Aung San Suu Kyi’s son Kim Aris delivered a letter to the Embassy of Myanmar in London, U.K. on Saturday to request visitation rights to see or talk to his mother. He also appealed for her release from prison, where she’s been held incommunicado since the military coup four years ago on Feb. 1, 2021.
Aris posted a video of his visit to the embassy to his social media account. Nobody at the embassy answered the door to accept his letter addressed to regime leader Min Aung Hlaing in Naypyidaw. He placed the letter in the mailbox and read his statement aloud.

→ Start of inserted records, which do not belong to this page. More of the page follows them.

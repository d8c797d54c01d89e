use crate::{create_pool, progress, run_migrations, StorageError};
use async_trait::async_trait;
use encore_core::{storage::ProgressStore, ChallengeId, ProgressRecord, Result};
use sqlx::SqlitePool;
use std::collections::HashMap;
use tracing::info;

/// Progress store backed by `SQLite`
#[derive(Debug, Clone)]
pub struct SqliteProgressStore {
    pool: SqlitePool,
}

impl SqliteProgressStore {
    pub fn new(pool: SqlitePool) -> Self {
        Self { pool }
    }

    /// Connect, migrate and wrap a database
    pub async fn open(database_url: &str) -> std::result::Result<Self, StorageError> {
        let pool = create_pool(database_url).await?;
        run_migrations(&pool).await?;
        info!(database_url, "Progress database ready");
        Ok(Self::new(pool))
    }

    pub fn pool(&self) -> &SqlitePool {
        &self.pool
    }
}

#[async_trait]
impl ProgressStore for SqliteProgressStore {
    async fn load_all(&self) -> Result<HashMap<ChallengeId, ProgressRecord>> {
        Ok(progress::get_all(&self.pool).await?)
    }

    async fn save(&self, id: &ChallengeId, record: ProgressRecord) -> Result<()> {
        Ok(progress::upsert(&self.pool, id.as_str(), record).await?)
    }

    async fn save_all(&self, records: &HashMap<ChallengeId, ProgressRecord>) -> Result<()> {
        Ok(progress::upsert_all(&self.pool, records).await?)
    }
}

“For the military junta in Burma to hold a frail 79-year-old woman in solitary confinement, in jail, for daring to ask for her country’s freedom is not just wrong. As her son, it is also deeply painful. I will never stop fighting for her to be released after her appalling treatment by a military regime, who used trumped up charges to deny her a second term in office and being free to fight in democratic elections. The [junta] fear the will of the people. It is now four years since she was jailed, following decades of loss of freedom. We will never stop fighting for Burma and her people,” said Aris.
Aung San Suu Kyi’s youngest son has been campaigning for his mother’s release from prison, where she’s been serving a 27-year sentence handed down by a military court. He renewed his calls for her release earlier this month ahead of her 80th birthday on June 19.
Aung San Suu Kyi’s legal team has not been allowed to meet with her in Naypyidaw Prison since December 2022, highlighting that the regime has cut off all communication between her and the outside world over the last three years.
Aris told DVB in an interview last year that his mother is suffering from health issues in prison that are being neglected by the authorities, and that he sent her a letter and a care package which was received.
“She basically responded to my letter, sending love to the family and thanking me for what was in the care package,” Aris told DVB in 2024. “She said she’s still got problems with a molar, which is preventing her from being able to eat without considerable pain.”
Last September, Aris met with Pope Francis who has urged the military regime to free Aung San Suu Kyi and has offered her refuge at the Vatican.
In December, three former U.K. foreign secretaries, William Hague, Malcolm Rifkind and Jack Straw, spoke out against Aung San Suu Kyi’s detention and stepped up efforts to advocate for her release in a documentary film by The Independent newspaper called Cancelled: The Rise and Fall of Aung San Suu Kyi, which was released on Dec. 20
Another notable figure to join the call for Aung San Suu Kyi’s release is Toru Kubota, a Japanese filmmaker who was arrested and spent three months at Yangon’s Insein Prison in 2022 with Aung San Suu Kyi’s former economic advisor Sean Turnell. The pair were released together in an amnesty the same year.
“She is the last flame of hope for peace and democracy in Burma. She must be free! The flame must not be allowed to be snuffed out!” Aris concluded.